=== Begin Enclosure ===

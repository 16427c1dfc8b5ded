use thiserror::Error;

/// Upper bound on chat message length, in characters.
pub const MAX_MESSAGE_CHARS: usize = 4000;

#[derive(Debug, Error, PartialEq, Eq)]
pub enum ValidationError {
    #[error("{field} is required")]
    Missing { field: &'static str },
    #[error("{field} is too short (min {min}, got {got})")]
    TooShort {
        field: &'static str,
        min: usize,
        got: usize,
    },
    #[error("{field} is too long (max {max}, got {got})")]
    TooLong {
        field: &'static str,
        max: usize,
        got: usize,
    },
    #[error("{field} has an invalid format")]
    InvalidFormat { field: &'static str },
}

pub fn validate_display_name(name: &str) -> Result<(), ValidationError> {
    let len = name.trim().chars().count();
    if len == 0 {
        return Err(ValidationError::Missing { field: "name" });
    }
    if len > 64 {
        return Err(ValidationError::TooLong {
            field: "name",
            max: 64,
            got: len,
        });
    }
    Ok(())
}

/// Message content must contain something other than whitespace.
pub fn validate_message_content(content: &str) -> Result<(), ValidationError> {
    if content.trim().is_empty() {
        return Err(ValidationError::Missing { field: "content" });
    }
    let len = content.chars().count();
    if len > MAX_MESSAGE_CHARS {
        return Err(ValidationError::TooLong {
            field: "content",
            max: MAX_MESSAGE_CHARS,
            got: len,
        });
    }
    Ok(())
}

pub fn validate_email(email: &str) -> Result<(), ValidationError> {
    if email.is_empty() {
        return Err(ValidationError::Missing { field: "email" });
    }
    if email.len() > 255 {
        return Err(ValidationError::TooLong {
            field: "email",
            max: 255,
            got: email.len(),
        });
    }
    let Some((local, domain)) = email.split_once('@') else {
        return Err(ValidationError::InvalidFormat { field: "email" });
    };
    if local.is_empty() || domain.is_empty() || !domain.contains('.') {
        return Err(ValidationError::InvalidFormat { field: "email" });
    }
    Ok(())
}

pub fn validate_password(password: &str) -> Result<(), ValidationError> {
    let len = password.len();
    if len < 8 {
        return Err(ValidationError::TooShort {
            field: "password",
            min: 8,
            got: len,
        });
    }
    Ok(())
}

#[cfg(test)]
mod tests {
    use super::*;

    #[test]
    fn blank_content_is_missing() {
        assert_eq!(
            validate_message_content("   \n"),
            Err(ValidationError::Missing { field: "content" })
        );
        assert!(validate_message_content("hi").is_ok());
    }

    #[test]
    fn oversized_content_is_rejected() {
        let long = "x".repeat(MAX_MESSAGE_CHARS + 1);
        assert!(matches!(
            validate_message_content(&long),
            Err(ValidationError::TooLong { .. })
        ));
    }

    #[test]
    fn email_shapes() {
        assert!(validate_email("a@b.io").is_ok());
        assert!(validate_email("nope").is_err());
        assert!(validate_email("@b.io").is_err());
        assert!(validate_email("a@localhost").is_err());
    }

    #[test]
    fn password_length() {
        assert!(validate_password("short").is_err());
        assert!(validate_password("long-enough").is_ok());
    }
}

=== End Enclosure ===

From the first line through the last, repeat the entries exactly.

repository 16427c1dfc8b5ded
use thiserror::Error;

/// Upper bound on chat message length, in characters.
pub const MAX_MESSAGE_CHARS: usize = 4000;

#[derive(Debug, Error, PartialEq, Eq)]
pub enum ValidationError {
    #[error("{field} is required")]
    Missing { field: &'static str },
    #[error("{field} is too short (min {min}, got {got})")]
    TooShort {
        field: &'static str,
        min: usize,
        got: usize,
    },
    #[error("{field} is too long (max {max}, got {got})")]
    TooLong {
        field: &'static str,
        max: usize,
        got: usize,
    },
    #[error("{field} has an invalid format")]
    InvalidFormat { field: &'static str },
}

pub fn validate_display_name(name: &str) -> Result<(), ValidationError> {
    let len = name.trim().chars().count();
    if len == 0 {
        return Err(ValidationError::Missing { field: "name" });
    }
    if len > 64 {
        return Err(ValidationError::TooLong {
            field: "name",
            max: 64,
            got: len,
        });
    }
    Ok(())
}

/// Message content must contain something other than whitespace.
pub fn validate_message_content(content: &str) -> Result<(), ValidationError> {
    if content.trim().is_empty() {
        return Err(ValidationError::Missing { field: "content" });
    }
    let len = content.chars().count();
    if len > MAX_MESSAGE_CHARS {
        return Err(ValidationError::TooLong {
            field: "content",
            max: MAX_MESSAGE_CHARS,
            got: len,
        });
    }
    Ok(())
}

pub fn validate_email(email: &str) -> Result<(), ValidationError> {
    if email.is_empty() {
        return Err(ValidationError::Missing { field: "email" });
    }
    if email.len() > 255 {
        return Err(ValidationError::TooLong {
            field: "email",
            max: 255,
            got: email.len(),
        });
    }
    let Some((local, domain)) = email.split_once('@') else {
        return Err(ValidationError::InvalidFormat { field: "email" });
    };
    if local.is_empty() || domain.is_empty() || !domain.contains('.') {
        return Err(ValidationError::InvalidFormat { field: "email" });
    }
    Ok(())
}

pub fn validate_password(password: &str) -> Result<(), ValidationError> {
    let len = password.len();
    if len < 8 {
        return Err(ValidationError::TooShort {
            field: "password",
            min: 8,
            got: len,
        });
    }
    Ok(())
}

#[cfg(test)]
mod tests {
    use super::*;

    #[test]
    fn blank_content_is_missing() {
        assert_eq!(
            validate_message_content("   \n"),
            Err(ValidationError::Missing { field: "content" })
        );
        assert!(validate_message_content("hi").is_ok());
    }

    #[test]
    fn oversized_content_is_rejected() {
        let long = "x".repeat(MAX_MESSAGE_CHARS + 1);
        assert!(matches!(
            validate_message_content(&long),
            Err(ValidationError::TooLong { .. })
        ));
    }

    #[test]
    fn email_shapes() {
        assert!(validate_email("a@b.io").is_ok());
        assert!(validate_email("nope").is_err());
        assert!(validate_email("@b.io").is_err());
        assert!(validate_email("a@localhost").is_err());
    }

    #[test]
    fn password_length() {
        assert!(validate_password("short").is_err());
        assert!(validate_password("long-enough").is_ok());
    }
}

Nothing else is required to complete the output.